This analysis is not meant to imply any conclusion on other issues involved with the case,
including, for example, whether the Petition states a claim upon which habeas corpus relief can be
granted and the relationship of this case to In re Ohio Execution Protocol Litigation, No.
2:11-cv-1016, in which Smith is an intervening plaintiff.
August 27, 2012.
s/ Michael R. Merz
United States Magistrate Judge
NOTICE REGARDING OBJECTIONS
Pursuant to Fed.R.Civ.P. 72(b), any party may serve and file specific, written objections to
the proposed findings and recommendations within fourteen days after being served with this
Report and Recommendations. Pursuant to Fed.R.Civ.P. 6(e), this period is automatically
extended to seventeen days because this Report is being served by one of the methods of service
listed in Fed.R.Civ.P. 5(b)(2)(B), (C), or (D) and may be extended further by the Court on timely
motion for an extension.
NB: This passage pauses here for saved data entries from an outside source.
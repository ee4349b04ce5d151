//! Shared security primitives for contract modules
//!
//! Provides reusable guards and access control used across vault,
//! withdrawal, and commitment modules.

use serde::{Deserialize, Serialize};
use std::collections::{HashMap, HashSet};
use types::ids::AccountId;

/// Reentrancy guard preventing nested calls into protected functions.
///
/// A contract function acquires the guard before executing state-changing
/// logic and releases it on completion. Any nested call attempt fails.
#[derive(Debug, Clone)]
pub struct ReentrancyGuard {
    locked: bool,
}

impl ReentrancyGuard {
    /// Create a new unlocked guard.
    pub fn new() -> Self {
        Self { locked: false }
    }

    /// Acquire the guard. Returns `true` if successfully acquired.
    /// Returns `false` if already locked (reentrancy attempt).
    pub fn acquire(&mut self) -> bool {
        if self.locked {
            return false;
        }
        self.locked = true;
        true
    }

    /// Release the guard.
    pub fn release(&mut self) {
        self.locked = false;
    }

    /// Check if currently locked.
    pub fn is_locked(&self) -> bool {
        self.locked
    }
}

impl Default for ReentrancyGuard {
    fn default() -> Self {
        Self::new()
    }
}

/// Access control roles per spec §17 (Governance Hooks).
#[derive(Debug, Clone, Copy, PartialEq, Eq, Hash, Serialize, Deserialize)]
pub enum Role {
    /// Full system control
    Admin,
    /// Operational tasks (e.g., submitting roots)
    Operator,
    /// Regular user
    User,
}

/// Role-based access control manager.
///
/// Maps callers (identified by string) to their assigned roles.
/// Admin role is required for sensitive operations like pause, whitelist, etc.
#[derive(Debug, Clone)]
pub struct AccessControl {
    roles: HashMap<String, Role>,
    admin: String,
}

impl AccessControl {
    /// Create access control with an initial admin.
    pub fn new(admin: impl Into<String>) -> Self {
        let admin_str = admin.into();
        let mut roles = HashMap::new();
        roles.insert(admin_str.clone(), Role::Admin);
        Self {
            roles,
            admin: admin_str,
        }
    }

    /// Check if a caller has the specified role.
    pub fn has_role(&self, caller: &str, role: Role) -> bool {
        self.roles.get(caller).map_or(false, |r| *r == role)
    }

    /// Check if a caller is admin.
    pub fn is_admin(&self, caller: &str) -> bool {
        self.has_role(caller, Role::Admin)
    }

    /// Assign a role to a caller. Only admin can assign roles.
    pub fn grant_role(&mut self, admin_caller: &str, target: impl Into<String>, role: Role) -> bool {
        if !self.is_admin(admin_caller) {
            return false;
        }
        self.roles.insert(target.into(), role);
        true
    }

    /// Remove a role from a caller. Only admin can revoke.
    pub fn revoke_role(&mut self, admin_caller: &str, target: &str) -> bool {
        if !self.is_admin(admin_caller) {
            return false;
        }
        // Cannot revoke the primary admin
        if target == self.admin {
            return false;
        }
        self.roles.remove(target);
        true
    }

    /// Transfer admin to a new address.
    pub fn transfer_admin(&mut self, current_admin: &str, new_admin: impl Into<String>) -> bool {
        if !self.is_admin(current_admin) {
            return false;
        }
        let new_admin_str = new_admin.into();
        self.roles.remove(current_admin);
        self.roles.insert(new_admin_str.clone(), Role::Admin);
        self.admin = new_admin_str;
        true
    }

    /// Get the current admin identifier.
    pub fn admin(&self) -> &str {
        &self.admin
    }
}

/// Composable pause modifier.
///
/// When paused, protected operations must be rejected.
#[derive(Debug, Clone)]
pub struct PauseGuard {
    paused: bool,
}

impl PauseGuard {
    /// Create a new unpaused guard.
    pub fn new() -> Self {
        Self { paused: false }
    }

    /// Pause operations.
    pub fn pause(&mut self) {
        self.paused = true;
    }

    /// Unpause operations.
    pub fn unpause(&mut self) {
        self.paused = false;
    }

    /// Check if currently paused.
    pub fn is_paused(&self) -> bool {
        self.paused
    }
}

impl Default for PauseGuard {
    fn default() -> Self {
        Self::new()
    }
}

/// Per-account nonce tracker for replay protection.
///
/// Each account has a monotonically increasing nonce.
/// A nonce can only be used once per account.
#[derive(Debug, Clone)]
pub struct NonceTracker {
    used_nonces: HashSet<(AccountId, u64)>,
}

impl NonceTracker {
    /// Create a new empty tracker.
    pub fn new() -> Self {
        Self {
            used_nonces: HashSet::new(),
        }
    }

    /// Check if a nonce has been used for an account.
    pub fn is_used(&self, account_id: &AccountId, nonce: u64) -> bool {
        self.used_nonces.contains(&(*account_id, nonce))
    }

    /// Mark a nonce as used. Returns `false` if already used (replay attempt).
    pub fn use_nonce(&mut self, account_id: AccountId, nonce: u64) -> bool {
        self.used_nonces.insert((account_id, nonce))
    }

    /// Number of tracked nonces.
    pub fn count(&self) -> usize {
        self.used_nonces.len()
    }
}

impl Default for NonceTracker {
    fn default() -> Self {
        Self::new()
    }
}
//! Error types for marketplace operations
//!
//! Comprehensive error taxonomy using thiserror

use std::fmt;
use thiserror::Error;

/// Top-level marketplace error
#[derive(Error, Debug, Clone, PartialEq)]
pub enum MarketError {
    #[error("{kind} not found: {id}")]
    NotFound { kind: RecordKind, id: String },

    #[error("Precondition failed: {0}")]
    Precondition(#[from] PreconditionError),

    #[error("Conflict: {0}")]
    Conflict(#[from] ConflictError),

    #[error("Authorization error: {0}")]
    Authorization(#[from] AuthorizationError),

    #[error("Gateway error: {0}")]
    Gateway(#[from] GatewayError),

    #[error("System error: {message}")]
    System { message: String },
}

impl MarketError {
    /// Build a NotFound error from any displayable id
    pub fn not_found(kind: RecordKind, id: impl fmt::Display) -> Self {
        Self::NotFound {
            kind,
            id: id.to_string(),
        }
    }

    /// Build a System error from any displayable cause
    pub fn system(cause: impl fmt::Display) -> Self {
        Self::System {
            message: cause.to_string(),
        }
    }
}

/// Record categories used in NotFound errors
#[derive(Debug, Clone, Copy, PartialEq, Eq)]
pub enum RecordKind {
    Offer,
    Listing,
    Transaction,
}

impl fmt::Display for RecordKind {
    fn fmt(&self, f: &mut fmt::Formatter<'_>) -> fmt::Result {
        match self {
            Self::Offer => write!(f, "Offer"),
            Self::Listing => write!(f, "Listing"),
            Self::Transaction => write!(f, "Transaction"),
        }
    }
}

/// A business rule rejected the operation
///
/// These are deterministic rejections: retrying the same call against the
/// same state fails the same way.
#[derive(Error, Debug, Clone, PartialEq)]
pub enum PreconditionError {
    #[error("Invalid price: {0}")]
    InvalidPrice(String),

    #[error("Invalid quantity: {0}")]
    InvalidQuantity(String),

    #[error("Invalid expiry: {0}")]
    InvalidExpiry(String),

    #[error("Invalid section: {0}")]
    InvalidSection(String),

    #[error("Offer is not active: {status}")]
    OfferNotActive { status: String },

    #[error("Listing is not active: {status}")]
    ListingNotActive { status: String },

    #[error("Offer has expired")]
    OfferExpired,

    #[error("Listing has expired")]
    ListingExpired,

    #[error("Offer and listing are for different events")]
    EventMismatch,

    #[error("Quantity mismatch: offer wants {wanted}, listing has {listed}")]
    QuantityMismatch { wanted: u32, listed: u32 },

    #[error("Listing price {price} exceeds offer limit {limit}")]
    PriceAboveLimit { price: String, limit: String },

    #[error("Listing section {section} is not acceptable to the buyer")]
    SectionNotAcceptable { section: String },

    #[error("Buyer and seller are the same user")]
    SelfPurchase,

    #[error("Seat list has {seats} labels for {quantity} tickets")]
    SeatCountMismatch { seats: usize, quantity: u32 },

    #[error("Dispute window closed at {deadline}")]
    DisputeWindowClosed { deadline: i64 },

    #[error("Payout requires a completed transaction: {status}")]
    NotCompleted { status: String },
}

/// Another actor changed the record first
///
/// Conflicts are losses of a race, not rule violations. Callers may re-read
/// and decide whether the new state still needs action.
#[derive(Error, Debug, Clone, PartialEq)]
pub enum ConflictError {
    #[error("Offer is no longer available")]
    OfferUnavailable,

    #[error("Listing is no longer available")]
    ListingUnavailable,

    #[error("Record changed underneath: expected {expected}, found {actual}")]
    StaleStatus { expected: String, actual: String },

    #[error("Transaction already in terminal state: {status}")]
    AlreadyTerminal { status: String },

    #[error("Payout already in flight")]
    PayoutInFlight,

    #[error("Transaction already exists for offer {offer_id}")]
    DuplicateMatch { offer_id: String },
}

/// The actor is not allowed to perform the operation
#[derive(Error, Debug, Clone, PartialEq)]
pub enum AuthorizationError {
    #[error("Only the offer owner may do this")]
    NotOfferOwner,

    #[error("Only the listing owner may do this")]
    NotListingOwner,

    #[error("Only the transaction buyer may do this")]
    NotBuyer,

    #[error("Only the transaction seller may do this")]
    NotSeller,

    #[error("Role {role} may not perform {operation}")]
    RoleNotPermitted { role: String, operation: String },
}

/// Payment gateway failures
#[derive(Error, Debug, Clone, PartialEq)]
pub enum GatewayError {
    #[error("Payment declined: {reason}")]
    Declined { reason: String },

    #[error("Gateway timed out during {operation}")]
    Timeout { operation: String },

    #[error("Gateway unavailable: {reason}")]
    Unavailable { reason: String },
}

impl GatewayError {
    /// Whether the caller may retry after reconciling gateway state
    ///
    /// Declines are final; timeouts and outages are transient.
    pub fn is_retryable(&self) -> bool {
        matches!(self, Self::Timeout { .. } | Self::Unavailable { .. })
    }
}

#[cfg(test)]
mod tests {
    use super::*;

    #[test]
    fn test_not_found_display() {
        let err = MarketError::not_found(RecordKind::Offer, "abc-123");
        assert_eq!(err.to_string(), "Offer not found: abc-123");
    }

    #[test]
    fn test_precondition_price_above_limit() {
        let err = PreconditionError::PriceAboveLimit {
            price: "120.00".to_string(),
            limit: "100.00".to_string(),
        };
        assert!(err.to_string().contains("120.00"));
        assert!(err.to_string().contains("100.00"));
    }

    #[test]
    fn test_market_error_from_conflict() {
        let conflict = ConflictError::OfferUnavailable;
        let err: MarketError = conflict.into();
        assert!(matches!(err, MarketError::Conflict(_)));
        assert_eq!(err.to_string(), "Conflict: Offer is no longer available");
    }

    #[test]
    fn test_gateway_retryability() {
        let timeout = GatewayError::Timeout {
            operation: "capture".to_string(),
        };
        let declined = GatewayError::Declined {
            reason: "insufficient funds".to_string(),
        };
        assert!(timeout.is_retryable());
        assert!(!declined.is_retryable());
    }

    #[test]
    fn test_stale_status_display() {
        let err = ConflictError::StaleStatus {
            expected: "DELIVERED".to_string(),
            actual: "COMPLETED".to_string(),
        };
        assert!(err.to_string().contains("DELIVERED"));
        assert!(err.to_string().contains("COMPLETED"));
    }
}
Such objections shall specify the portions of the Report objected to and
shall be accompanied by a memorandum in support of the objections. If the Report and
Recommendations are based in whole or in part upon matters occurring of record at an oral
hearing, the objecting party shall promptly arrange for the transcription of the record, or such
portions of it as all parties may agree upon or the Magistrate Judge deems sufficient, unless the
assigned District Judge otherwise directs. A party may respond to another party’s objections
within fourteen days after being served with a copy thereof. Failure to make objections in
accordance with this procedure may forfeit rights on appeal. See, United States v. Walters, 638
F.2d 947 (6th Cir. 1981); Thomas v. Arn, 474 U.S. 140 (1985).